Given entries.
|---|
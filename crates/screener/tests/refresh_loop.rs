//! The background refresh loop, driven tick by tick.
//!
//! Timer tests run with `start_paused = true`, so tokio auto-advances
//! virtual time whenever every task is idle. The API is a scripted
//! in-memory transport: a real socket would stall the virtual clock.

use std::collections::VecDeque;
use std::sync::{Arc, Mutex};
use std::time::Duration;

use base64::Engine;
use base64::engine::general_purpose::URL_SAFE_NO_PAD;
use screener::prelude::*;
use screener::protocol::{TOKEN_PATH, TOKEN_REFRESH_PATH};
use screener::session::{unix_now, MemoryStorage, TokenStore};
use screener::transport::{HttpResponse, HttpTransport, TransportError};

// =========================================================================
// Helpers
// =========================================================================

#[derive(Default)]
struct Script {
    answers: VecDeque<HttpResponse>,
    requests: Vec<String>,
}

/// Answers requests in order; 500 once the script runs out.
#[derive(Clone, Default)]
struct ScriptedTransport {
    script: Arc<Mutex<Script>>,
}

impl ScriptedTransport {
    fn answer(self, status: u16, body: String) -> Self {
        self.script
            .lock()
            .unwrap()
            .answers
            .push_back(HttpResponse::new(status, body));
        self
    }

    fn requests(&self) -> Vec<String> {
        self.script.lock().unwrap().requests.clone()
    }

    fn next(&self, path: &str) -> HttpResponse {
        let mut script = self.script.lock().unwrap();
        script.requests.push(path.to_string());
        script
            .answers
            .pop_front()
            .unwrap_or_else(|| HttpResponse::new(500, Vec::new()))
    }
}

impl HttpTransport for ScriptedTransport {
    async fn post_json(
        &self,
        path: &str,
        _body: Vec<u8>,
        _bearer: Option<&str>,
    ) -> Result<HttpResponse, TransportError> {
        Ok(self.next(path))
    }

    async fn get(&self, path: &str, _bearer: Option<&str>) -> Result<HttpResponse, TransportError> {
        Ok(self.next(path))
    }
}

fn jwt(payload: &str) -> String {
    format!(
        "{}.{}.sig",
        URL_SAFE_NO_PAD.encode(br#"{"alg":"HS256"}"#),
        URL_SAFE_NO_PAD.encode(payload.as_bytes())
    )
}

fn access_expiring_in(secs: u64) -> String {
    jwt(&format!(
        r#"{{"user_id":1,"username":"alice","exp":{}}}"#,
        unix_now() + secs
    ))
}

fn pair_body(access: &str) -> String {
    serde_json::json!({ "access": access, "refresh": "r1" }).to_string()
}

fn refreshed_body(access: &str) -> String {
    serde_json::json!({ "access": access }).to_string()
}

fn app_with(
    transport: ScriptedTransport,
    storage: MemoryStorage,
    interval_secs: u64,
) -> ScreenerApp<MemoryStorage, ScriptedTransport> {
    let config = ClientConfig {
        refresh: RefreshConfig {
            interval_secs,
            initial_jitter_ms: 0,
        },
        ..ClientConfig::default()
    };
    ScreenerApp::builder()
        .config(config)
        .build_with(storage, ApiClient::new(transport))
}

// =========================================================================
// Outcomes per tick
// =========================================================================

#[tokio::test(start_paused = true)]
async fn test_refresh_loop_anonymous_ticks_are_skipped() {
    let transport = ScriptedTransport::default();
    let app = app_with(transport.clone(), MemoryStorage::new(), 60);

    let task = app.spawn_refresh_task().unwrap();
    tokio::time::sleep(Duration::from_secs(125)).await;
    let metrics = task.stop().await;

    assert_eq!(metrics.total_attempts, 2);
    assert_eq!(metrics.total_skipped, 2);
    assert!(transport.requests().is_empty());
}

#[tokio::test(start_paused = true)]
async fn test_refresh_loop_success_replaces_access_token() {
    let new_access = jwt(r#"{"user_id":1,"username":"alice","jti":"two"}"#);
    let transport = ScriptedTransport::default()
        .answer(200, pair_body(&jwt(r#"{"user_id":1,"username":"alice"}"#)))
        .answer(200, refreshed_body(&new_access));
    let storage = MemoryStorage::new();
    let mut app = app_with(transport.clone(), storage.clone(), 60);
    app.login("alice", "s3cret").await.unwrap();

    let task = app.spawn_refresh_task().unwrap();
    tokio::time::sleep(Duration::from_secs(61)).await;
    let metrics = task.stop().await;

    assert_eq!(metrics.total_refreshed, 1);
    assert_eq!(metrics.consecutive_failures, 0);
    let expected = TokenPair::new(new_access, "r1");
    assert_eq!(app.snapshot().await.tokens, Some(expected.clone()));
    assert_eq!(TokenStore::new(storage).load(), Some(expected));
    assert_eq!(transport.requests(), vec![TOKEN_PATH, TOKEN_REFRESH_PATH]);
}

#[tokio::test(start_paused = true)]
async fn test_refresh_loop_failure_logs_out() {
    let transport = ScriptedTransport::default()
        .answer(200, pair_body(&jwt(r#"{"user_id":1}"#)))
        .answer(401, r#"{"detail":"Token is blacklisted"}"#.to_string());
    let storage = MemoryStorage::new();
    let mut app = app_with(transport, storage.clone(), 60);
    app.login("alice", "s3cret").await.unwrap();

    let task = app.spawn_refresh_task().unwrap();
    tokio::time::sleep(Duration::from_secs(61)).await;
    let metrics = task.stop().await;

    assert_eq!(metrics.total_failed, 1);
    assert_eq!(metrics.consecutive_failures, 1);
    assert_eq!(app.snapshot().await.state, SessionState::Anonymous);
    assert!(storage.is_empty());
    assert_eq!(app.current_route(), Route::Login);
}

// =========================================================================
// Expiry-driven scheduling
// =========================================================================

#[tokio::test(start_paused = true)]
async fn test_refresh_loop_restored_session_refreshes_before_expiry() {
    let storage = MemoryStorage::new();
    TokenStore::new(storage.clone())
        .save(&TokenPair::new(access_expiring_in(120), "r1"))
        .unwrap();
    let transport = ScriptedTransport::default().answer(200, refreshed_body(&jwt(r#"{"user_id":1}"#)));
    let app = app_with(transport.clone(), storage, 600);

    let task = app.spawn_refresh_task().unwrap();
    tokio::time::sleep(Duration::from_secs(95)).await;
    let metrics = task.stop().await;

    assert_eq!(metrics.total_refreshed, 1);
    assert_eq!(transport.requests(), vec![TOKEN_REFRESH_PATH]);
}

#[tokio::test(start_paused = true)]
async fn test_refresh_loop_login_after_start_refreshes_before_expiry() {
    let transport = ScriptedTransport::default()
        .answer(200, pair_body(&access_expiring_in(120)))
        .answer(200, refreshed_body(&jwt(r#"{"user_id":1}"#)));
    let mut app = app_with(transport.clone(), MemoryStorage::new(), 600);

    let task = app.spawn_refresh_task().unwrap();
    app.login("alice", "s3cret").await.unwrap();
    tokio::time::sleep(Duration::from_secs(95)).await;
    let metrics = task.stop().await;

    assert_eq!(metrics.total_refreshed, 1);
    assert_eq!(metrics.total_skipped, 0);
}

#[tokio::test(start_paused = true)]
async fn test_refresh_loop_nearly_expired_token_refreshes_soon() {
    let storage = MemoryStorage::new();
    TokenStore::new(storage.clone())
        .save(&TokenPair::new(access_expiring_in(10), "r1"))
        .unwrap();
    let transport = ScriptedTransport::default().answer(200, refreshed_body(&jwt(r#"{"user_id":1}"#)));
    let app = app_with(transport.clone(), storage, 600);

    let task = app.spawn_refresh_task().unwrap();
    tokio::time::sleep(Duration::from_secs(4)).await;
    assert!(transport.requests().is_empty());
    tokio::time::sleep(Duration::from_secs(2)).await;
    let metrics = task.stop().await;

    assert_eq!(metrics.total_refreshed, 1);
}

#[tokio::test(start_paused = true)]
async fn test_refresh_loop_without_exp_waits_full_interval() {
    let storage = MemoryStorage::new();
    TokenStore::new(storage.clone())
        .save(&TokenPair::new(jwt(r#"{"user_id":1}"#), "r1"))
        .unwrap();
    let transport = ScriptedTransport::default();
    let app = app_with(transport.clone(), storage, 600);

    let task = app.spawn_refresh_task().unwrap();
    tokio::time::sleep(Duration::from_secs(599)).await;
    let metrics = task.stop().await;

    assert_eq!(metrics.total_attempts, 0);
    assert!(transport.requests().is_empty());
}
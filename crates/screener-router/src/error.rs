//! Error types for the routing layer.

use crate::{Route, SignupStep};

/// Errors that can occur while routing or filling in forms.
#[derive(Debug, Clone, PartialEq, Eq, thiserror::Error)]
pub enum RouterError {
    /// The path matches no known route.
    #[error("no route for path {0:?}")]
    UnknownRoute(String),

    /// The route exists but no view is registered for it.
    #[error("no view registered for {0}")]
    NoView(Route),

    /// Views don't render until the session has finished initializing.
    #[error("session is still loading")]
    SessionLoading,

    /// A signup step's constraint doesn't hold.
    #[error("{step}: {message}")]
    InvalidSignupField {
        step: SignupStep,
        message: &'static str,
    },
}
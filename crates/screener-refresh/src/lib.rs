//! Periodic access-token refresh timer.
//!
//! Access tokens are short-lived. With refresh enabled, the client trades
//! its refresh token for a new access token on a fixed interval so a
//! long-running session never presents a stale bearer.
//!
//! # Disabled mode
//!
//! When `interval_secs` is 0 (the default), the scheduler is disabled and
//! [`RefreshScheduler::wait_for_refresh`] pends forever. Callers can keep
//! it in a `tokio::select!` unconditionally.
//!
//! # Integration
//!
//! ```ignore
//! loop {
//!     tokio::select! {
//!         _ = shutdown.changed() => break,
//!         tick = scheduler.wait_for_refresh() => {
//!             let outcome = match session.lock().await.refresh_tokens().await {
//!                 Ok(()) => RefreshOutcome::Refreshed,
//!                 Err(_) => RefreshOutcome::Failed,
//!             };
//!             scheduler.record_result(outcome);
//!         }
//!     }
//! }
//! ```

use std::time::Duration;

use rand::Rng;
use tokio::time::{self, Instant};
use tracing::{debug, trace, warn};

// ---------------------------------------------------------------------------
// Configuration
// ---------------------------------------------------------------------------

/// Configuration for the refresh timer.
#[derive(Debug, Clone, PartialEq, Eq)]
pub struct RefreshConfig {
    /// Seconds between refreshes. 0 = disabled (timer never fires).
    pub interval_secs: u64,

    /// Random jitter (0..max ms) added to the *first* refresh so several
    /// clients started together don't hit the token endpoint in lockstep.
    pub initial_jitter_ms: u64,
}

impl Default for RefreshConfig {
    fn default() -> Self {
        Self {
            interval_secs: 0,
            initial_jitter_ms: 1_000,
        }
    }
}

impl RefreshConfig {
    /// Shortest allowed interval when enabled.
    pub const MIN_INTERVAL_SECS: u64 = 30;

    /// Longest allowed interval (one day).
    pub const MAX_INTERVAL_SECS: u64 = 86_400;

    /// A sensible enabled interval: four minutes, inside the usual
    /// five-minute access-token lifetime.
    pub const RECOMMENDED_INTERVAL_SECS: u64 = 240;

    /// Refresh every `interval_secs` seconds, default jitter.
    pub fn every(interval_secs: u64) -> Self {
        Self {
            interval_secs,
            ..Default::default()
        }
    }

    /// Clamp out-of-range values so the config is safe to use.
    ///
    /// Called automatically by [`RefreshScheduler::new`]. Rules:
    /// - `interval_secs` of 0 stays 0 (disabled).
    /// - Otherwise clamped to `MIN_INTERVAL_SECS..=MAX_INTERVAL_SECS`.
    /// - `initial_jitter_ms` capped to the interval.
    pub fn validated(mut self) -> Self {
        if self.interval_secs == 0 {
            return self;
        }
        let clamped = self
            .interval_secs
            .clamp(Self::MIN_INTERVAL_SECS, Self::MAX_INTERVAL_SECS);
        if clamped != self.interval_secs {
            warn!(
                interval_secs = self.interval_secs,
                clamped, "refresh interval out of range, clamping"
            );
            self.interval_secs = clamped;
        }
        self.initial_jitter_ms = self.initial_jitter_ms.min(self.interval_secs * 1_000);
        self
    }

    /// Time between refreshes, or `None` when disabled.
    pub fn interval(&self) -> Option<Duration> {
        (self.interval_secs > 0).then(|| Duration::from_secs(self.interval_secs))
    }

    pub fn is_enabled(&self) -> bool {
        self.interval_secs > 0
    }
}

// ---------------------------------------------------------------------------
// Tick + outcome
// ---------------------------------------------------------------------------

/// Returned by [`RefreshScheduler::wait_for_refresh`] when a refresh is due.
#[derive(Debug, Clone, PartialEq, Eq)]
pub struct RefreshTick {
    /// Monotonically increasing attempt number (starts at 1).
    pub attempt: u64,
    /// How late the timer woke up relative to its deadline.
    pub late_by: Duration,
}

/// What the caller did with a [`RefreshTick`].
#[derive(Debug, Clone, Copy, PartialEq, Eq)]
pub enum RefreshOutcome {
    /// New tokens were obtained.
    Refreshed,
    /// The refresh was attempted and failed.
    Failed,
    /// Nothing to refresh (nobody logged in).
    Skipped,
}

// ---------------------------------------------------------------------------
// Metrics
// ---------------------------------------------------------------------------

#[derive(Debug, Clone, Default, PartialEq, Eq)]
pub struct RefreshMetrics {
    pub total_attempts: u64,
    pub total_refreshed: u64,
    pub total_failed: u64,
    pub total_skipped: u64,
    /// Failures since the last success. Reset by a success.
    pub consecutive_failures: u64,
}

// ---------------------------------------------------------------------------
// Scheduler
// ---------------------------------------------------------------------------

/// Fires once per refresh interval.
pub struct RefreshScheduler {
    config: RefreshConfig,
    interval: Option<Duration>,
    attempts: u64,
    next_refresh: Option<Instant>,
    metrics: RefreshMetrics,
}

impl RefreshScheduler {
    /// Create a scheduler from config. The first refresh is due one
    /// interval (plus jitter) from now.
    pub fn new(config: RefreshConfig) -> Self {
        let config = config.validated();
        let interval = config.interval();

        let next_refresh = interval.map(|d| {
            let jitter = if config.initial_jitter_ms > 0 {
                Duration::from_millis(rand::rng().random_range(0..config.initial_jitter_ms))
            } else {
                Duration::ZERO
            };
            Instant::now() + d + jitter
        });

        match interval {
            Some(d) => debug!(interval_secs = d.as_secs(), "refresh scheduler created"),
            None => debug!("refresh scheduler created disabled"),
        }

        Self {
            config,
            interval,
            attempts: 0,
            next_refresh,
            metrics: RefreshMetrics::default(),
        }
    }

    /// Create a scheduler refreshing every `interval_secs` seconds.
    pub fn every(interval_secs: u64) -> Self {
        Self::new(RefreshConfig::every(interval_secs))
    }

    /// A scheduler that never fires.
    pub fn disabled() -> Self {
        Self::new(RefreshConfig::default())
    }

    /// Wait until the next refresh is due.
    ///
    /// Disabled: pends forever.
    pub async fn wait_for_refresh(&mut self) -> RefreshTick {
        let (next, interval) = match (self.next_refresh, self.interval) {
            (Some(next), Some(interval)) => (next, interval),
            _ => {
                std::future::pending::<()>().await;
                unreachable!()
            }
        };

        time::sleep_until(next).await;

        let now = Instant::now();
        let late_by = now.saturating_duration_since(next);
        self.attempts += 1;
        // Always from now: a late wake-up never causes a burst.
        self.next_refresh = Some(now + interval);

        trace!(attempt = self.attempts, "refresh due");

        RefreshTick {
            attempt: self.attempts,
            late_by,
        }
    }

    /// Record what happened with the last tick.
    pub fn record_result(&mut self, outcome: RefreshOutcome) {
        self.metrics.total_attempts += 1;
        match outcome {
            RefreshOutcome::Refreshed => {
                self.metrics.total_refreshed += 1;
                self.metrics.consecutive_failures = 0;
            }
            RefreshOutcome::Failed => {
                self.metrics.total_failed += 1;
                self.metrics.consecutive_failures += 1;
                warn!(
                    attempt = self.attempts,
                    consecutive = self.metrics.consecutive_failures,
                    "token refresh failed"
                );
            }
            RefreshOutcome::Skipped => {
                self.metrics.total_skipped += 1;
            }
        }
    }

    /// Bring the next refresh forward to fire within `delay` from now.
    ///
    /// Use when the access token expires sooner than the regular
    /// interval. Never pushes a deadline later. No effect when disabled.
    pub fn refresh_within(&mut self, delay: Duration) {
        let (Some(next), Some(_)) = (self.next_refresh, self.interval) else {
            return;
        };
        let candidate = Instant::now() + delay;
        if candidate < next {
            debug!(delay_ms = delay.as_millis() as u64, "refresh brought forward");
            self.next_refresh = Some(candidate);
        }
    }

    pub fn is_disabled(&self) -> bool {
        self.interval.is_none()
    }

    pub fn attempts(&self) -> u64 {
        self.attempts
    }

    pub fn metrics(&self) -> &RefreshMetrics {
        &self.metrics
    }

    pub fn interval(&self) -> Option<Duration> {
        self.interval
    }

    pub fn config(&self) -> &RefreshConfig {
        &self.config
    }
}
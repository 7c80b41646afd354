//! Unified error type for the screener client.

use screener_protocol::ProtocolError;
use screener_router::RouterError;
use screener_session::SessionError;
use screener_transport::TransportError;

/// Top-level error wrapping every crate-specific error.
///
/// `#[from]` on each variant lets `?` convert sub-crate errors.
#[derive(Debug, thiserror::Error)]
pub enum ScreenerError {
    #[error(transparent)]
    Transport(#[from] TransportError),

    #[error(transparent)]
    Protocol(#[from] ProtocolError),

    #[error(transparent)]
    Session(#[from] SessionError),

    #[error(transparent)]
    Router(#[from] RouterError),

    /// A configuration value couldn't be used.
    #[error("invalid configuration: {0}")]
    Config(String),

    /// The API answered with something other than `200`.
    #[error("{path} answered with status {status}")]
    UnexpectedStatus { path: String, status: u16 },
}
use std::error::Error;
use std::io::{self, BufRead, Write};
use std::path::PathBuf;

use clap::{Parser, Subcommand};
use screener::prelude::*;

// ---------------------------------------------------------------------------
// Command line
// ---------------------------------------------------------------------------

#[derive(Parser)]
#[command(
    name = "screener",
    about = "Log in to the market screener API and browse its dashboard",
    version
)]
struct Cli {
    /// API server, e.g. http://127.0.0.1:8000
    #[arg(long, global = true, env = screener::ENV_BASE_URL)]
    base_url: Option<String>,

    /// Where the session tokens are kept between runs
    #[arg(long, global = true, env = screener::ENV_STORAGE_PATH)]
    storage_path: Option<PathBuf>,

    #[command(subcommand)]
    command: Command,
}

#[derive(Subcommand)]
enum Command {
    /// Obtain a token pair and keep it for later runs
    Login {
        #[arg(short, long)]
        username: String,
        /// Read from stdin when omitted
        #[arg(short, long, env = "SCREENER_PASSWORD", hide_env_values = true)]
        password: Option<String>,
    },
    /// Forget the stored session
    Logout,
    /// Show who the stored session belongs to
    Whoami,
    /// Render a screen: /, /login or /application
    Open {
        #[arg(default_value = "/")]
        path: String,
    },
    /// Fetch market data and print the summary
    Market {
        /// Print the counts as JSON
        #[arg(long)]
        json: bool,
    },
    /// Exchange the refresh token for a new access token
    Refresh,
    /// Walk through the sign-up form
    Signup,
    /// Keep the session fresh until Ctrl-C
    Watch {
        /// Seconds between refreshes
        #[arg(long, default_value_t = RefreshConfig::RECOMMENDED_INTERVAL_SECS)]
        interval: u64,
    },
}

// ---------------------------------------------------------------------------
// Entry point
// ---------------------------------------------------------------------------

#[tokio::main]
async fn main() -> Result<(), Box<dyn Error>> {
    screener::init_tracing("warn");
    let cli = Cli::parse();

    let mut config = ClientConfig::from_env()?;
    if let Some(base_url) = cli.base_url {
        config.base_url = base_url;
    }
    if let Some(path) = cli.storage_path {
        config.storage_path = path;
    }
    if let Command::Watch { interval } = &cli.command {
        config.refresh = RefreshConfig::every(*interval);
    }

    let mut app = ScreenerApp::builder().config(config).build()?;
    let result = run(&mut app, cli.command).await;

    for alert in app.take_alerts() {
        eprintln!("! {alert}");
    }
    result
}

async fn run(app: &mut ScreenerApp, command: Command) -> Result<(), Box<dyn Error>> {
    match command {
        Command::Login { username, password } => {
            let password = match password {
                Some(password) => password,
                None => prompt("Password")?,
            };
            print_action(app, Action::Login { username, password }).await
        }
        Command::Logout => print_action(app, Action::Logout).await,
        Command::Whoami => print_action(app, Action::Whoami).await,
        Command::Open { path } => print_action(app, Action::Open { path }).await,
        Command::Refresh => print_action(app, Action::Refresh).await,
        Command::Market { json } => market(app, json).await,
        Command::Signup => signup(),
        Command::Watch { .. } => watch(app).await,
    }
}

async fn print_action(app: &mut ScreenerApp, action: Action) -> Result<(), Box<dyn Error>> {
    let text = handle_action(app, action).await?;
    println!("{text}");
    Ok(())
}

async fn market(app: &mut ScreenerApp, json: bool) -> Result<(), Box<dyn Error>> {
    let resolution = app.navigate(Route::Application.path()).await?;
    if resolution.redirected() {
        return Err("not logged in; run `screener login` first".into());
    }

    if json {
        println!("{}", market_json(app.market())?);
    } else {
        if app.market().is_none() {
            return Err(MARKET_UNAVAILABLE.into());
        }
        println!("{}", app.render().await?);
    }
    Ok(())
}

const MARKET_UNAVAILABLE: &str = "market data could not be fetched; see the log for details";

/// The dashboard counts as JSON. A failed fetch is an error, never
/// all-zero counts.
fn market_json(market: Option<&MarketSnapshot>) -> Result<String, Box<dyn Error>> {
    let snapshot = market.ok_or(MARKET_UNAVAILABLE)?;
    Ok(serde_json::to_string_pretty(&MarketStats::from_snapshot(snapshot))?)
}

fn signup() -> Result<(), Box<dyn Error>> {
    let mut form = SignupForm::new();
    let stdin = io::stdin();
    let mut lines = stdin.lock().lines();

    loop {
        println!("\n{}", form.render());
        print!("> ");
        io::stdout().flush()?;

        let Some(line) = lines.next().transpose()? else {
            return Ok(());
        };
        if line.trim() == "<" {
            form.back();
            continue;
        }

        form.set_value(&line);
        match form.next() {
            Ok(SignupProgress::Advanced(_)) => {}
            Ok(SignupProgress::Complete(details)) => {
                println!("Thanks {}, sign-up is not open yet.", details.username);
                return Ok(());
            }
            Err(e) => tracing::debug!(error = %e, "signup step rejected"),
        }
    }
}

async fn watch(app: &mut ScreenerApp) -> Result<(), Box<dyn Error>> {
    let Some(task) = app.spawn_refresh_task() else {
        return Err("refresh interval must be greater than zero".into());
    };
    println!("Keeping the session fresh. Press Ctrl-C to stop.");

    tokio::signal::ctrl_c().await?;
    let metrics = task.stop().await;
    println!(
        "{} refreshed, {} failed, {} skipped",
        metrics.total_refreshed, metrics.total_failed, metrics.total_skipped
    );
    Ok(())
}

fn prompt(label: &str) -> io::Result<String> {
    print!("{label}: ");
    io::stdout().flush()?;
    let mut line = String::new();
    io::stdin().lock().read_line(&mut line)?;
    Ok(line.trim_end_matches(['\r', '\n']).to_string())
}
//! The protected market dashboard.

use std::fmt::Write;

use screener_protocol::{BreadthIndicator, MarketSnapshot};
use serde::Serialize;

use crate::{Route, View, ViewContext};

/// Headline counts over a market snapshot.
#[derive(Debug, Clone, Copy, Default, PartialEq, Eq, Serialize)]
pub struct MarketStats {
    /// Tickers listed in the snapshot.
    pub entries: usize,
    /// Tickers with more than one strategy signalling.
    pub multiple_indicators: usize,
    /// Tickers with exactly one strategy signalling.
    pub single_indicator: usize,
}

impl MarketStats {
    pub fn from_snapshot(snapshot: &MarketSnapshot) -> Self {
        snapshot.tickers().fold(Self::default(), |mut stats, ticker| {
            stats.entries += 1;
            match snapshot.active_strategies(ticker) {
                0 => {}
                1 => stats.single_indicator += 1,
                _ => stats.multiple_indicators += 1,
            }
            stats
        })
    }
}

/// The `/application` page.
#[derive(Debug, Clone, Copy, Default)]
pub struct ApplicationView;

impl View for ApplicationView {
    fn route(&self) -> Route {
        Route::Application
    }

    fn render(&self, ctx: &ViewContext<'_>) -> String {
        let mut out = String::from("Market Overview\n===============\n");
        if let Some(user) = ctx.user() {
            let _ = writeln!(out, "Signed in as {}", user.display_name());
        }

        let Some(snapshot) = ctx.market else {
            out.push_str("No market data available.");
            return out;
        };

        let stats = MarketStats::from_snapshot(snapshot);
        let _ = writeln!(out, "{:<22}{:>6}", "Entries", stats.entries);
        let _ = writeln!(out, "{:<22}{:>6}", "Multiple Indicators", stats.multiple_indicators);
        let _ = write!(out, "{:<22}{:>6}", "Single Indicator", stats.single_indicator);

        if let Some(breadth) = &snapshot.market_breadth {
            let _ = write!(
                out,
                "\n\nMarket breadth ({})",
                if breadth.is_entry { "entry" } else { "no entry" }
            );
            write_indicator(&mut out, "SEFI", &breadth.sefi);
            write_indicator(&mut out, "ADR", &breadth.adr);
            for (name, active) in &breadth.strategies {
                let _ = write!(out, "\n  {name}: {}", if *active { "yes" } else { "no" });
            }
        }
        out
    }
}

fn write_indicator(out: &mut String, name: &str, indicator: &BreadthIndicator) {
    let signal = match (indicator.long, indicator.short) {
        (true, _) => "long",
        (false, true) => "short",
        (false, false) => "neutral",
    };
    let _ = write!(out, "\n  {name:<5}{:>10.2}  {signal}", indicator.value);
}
|---|
Instructions to follow. Check each line above for the word "HttpTransport" and copy the ones that have it.

Reply to the exercise.
use screener::transport::{HttpResponse, HttpTransport, TransportError};
impl HttpTransport for ScriptedTransport {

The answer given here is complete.